### [Task goal]
Please set down, word for word, each line from the one containing "std::thread::sleep(Duration::from_millis(100));" through the final line of the records below, both included, and nothing else.

### [The input]
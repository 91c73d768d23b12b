//! Integration tests for a full session.
//!
//! Drives the controller through the documented workout scenario and checks
//! the snapshot stream subscribers receive along the way.

use glowsync::workouts::clock::{RandomJitter, ScriptedJitter};
use glowsync::workouts::controller::SessionController;
use glowsync::workouts::types::{ActivityStatus, SessionConfig, WorkoutAction, WorkoutState};
use rand::rngs::StdRng;
use rand::{Rng, SeedableRng};
use std::time::Duration;
use tokio::time::sleep;

#[tokio::test(start_paused = true)]
async fn test_full_workout_scenario() {
    let session = SessionController::with_jitter(
        SessionConfig::default(),
        Box::new(RandomJitter::seeded(99)),
    )
    .unwrap();
    let initial = session.snapshot();
    assert_eq!(initial.target, 15);

    session.start();
    sleep(Duration::from_millis(3500)).await;

    let state = session.snapshot();
    assert_eq!(state.duration, 3);
    assert!((80.0..=160.0).contains(&state.heart_rate));

    for _ in 0..15 {
        session.increment();
    }

    let state = session.snapshot();
    assert_eq!(state.count, 15);
    assert_eq!(state.calories, 7.5);
    assert!(state.is_goal_reached());
    // Reaching the goal is a badge, not a status
    assert_eq!(state.status, ActivityStatus::Active);

    session.reset();
    assert_eq!(session.snapshot(), initial);
}

#[tokio::test(start_paused = true)]
async fn test_subscriber_sees_every_mutation_in_order() {
    let session = SessionController::with_jitter(
        SessionConfig::default(),
        Box::new(ScriptedJitter::constant(1.0)),
    )
    .unwrap();
    let mut updates = session.subscribe();

    session.start();
    sleep(Duration::from_millis(2500)).await;
    session.increment();
    session.pause();

    let seen = updates.drain();
    let summary: Vec<(ActivityStatus, u64, u32)> = seen
        .iter()
        .map(|s| (s.status, s.duration, s.count))
        .collect();

    assert_eq!(
        summary,
        vec![
            (ActivityStatus::Active, 0, 0),
            (ActivityStatus::Active, 1, 0),
            (ActivityStatus::Active, 2, 0),
            (ActivityStatus::Active, 2, 1),
            (ActivityStatus::Paused, 2, 1),
        ]
    );
}

#[tokio::test(start_paused = true)]
async fn test_ignored_operations_publish_nothing() {
    let session = SessionController::with_jitter(
        SessionConfig::default(),
        Box::new(ScriptedJitter::constant(0.0)),
    )
    .unwrap();
    let mut updates = session.subscribe();

    session.increment();
    session.start();
    session.start();
    session.pause();
    session.pause();
    session.increment();

    let statuses: Vec<ActivityStatus> = updates.drain().iter().map(|s| s.status).collect();
    assert_eq!(statuses, vec![ActivityStatus::Active, ActivityStatus::Paused]);
}

#[tokio::test(start_paused = true)]
async fn test_counters_monotonic_until_reset() {
    let session = SessionController::with_jitter(
        SessionConfig::default(),
        Box::new(RandomJitter::seeded(5)),
    )
    .unwrap();
    let mut updates = session.subscribe();
    let mut rng = StdRng::seed_from_u64(17);
    let mut previous = session.snapshot();

    for _ in 0..200 {
        let action = match rng.gen_range(0..10) {
            0..=2 => WorkoutAction::Start,
            3 => WorkoutAction::Pause,
            4 => WorkoutAction::Reset,
            _ => WorkoutAction::Increment,
        };
        session.dispatch(action);
        sleep(Duration::from_millis(rng.gen_range(0..1500))).await;

        for state in updates.drain() {
            if state.status == ActivityStatus::Idle {
                assert_eq!(state.count, 0);
                assert_eq!(state.calories, 0.0);
                assert_eq!(state.duration, 0);
                assert_eq!(state.heart_rate, 72.0);
            } else {
                assert!(state.count >= previous.count);
                assert!(state.calories >= previous.calories);
                assert!(state.duration >= previous.duration);
                assert!(state.heart_rate <= 170.0);
            }

            if state.duration == previous.duration + 1 {
                assert_eq!(state.count, previous.count);
                assert!((80.0..=160.0).contains(&state.heart_rate));
            }
            previous = state;
        }
    }
}

#[tokio::test(start_paused = true)]
async fn test_lagging_subscriber_skips_ahead() {
    let session = SessionController::with_jitter(
        SessionConfig::default(),
        Box::new(ScriptedJitter::constant(0.0)),
    )
    .unwrap();
    let mut updates = session.subscribe();

    session.start();
    for _ in 0..99 {
        session.increment();
    }

    let seen = updates.drain();
    assert_eq!(seen.len(), 64);
    assert_eq!(seen.first().map(|s| s.count), Some(36));
    assert_eq!(seen.last().map(|s| s.count), Some(99));
}

#[tokio::test(start_paused = true)]
async fn test_unsubscribe_and_close() {
    let session = SessionController::with_jitter(
        SessionConfig::default(),
        Box::new(ScriptedJitter::constant(0.0)),
    )
    .unwrap();

    let early = session.subscribe();
    early.unsubscribe();

    let mut late = session.subscribe();
    drop(session);

    assert!(late.recv().await.is_none());
}

#[tokio::test(start_paused = true)]
async fn test_dropping_controller_stops_clock() {
    let session = SessionController::with_jitter(
        SessionConfig::default(),
        Box::new(ScriptedJitter::constant(0.0)),
    )
    .unwrap();
    let mut updates = session.subscribe();

    session.start();
    sleep(Duration::from_millis(1500)).await;
    drop(session);

    let mut last = WorkoutState::default();
    while let Some(state) = updates.recv().await {
        last = state;
    }
    assert_eq!(last.duration, 1);
}

#[test]
fn test_clock_on_explicit_runtime() {
    let runtime = tokio::runtime::Builder::new_multi_thread()
        .worker_threads(1)
        .enable_time()
        .build()
        .unwrap();

    let config = SessionConfig {
        tick_interval_ms: 20,
        ..Default::default()
    };
    let session = SessionController::with_runtime(
        config,
        Box::new(ScriptedJitter::constant(0.0)),
        runtime.handle().clone(),
    )
    .unwrap();

    session.start();
    std::thread::sleep(Duration::from_millis(300));
    assert!(session.snapshot().duration >= 1);

    session.reset();
    std::thread::sleep(Duration::from_millis(100));
    assert_eq!(session.snapshot().duration, 0);
}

### [Expected answer]
    std::thread::sleep(Duration::from_millis(100));
    assert_eq!(session.snapshot().duration, 0);
}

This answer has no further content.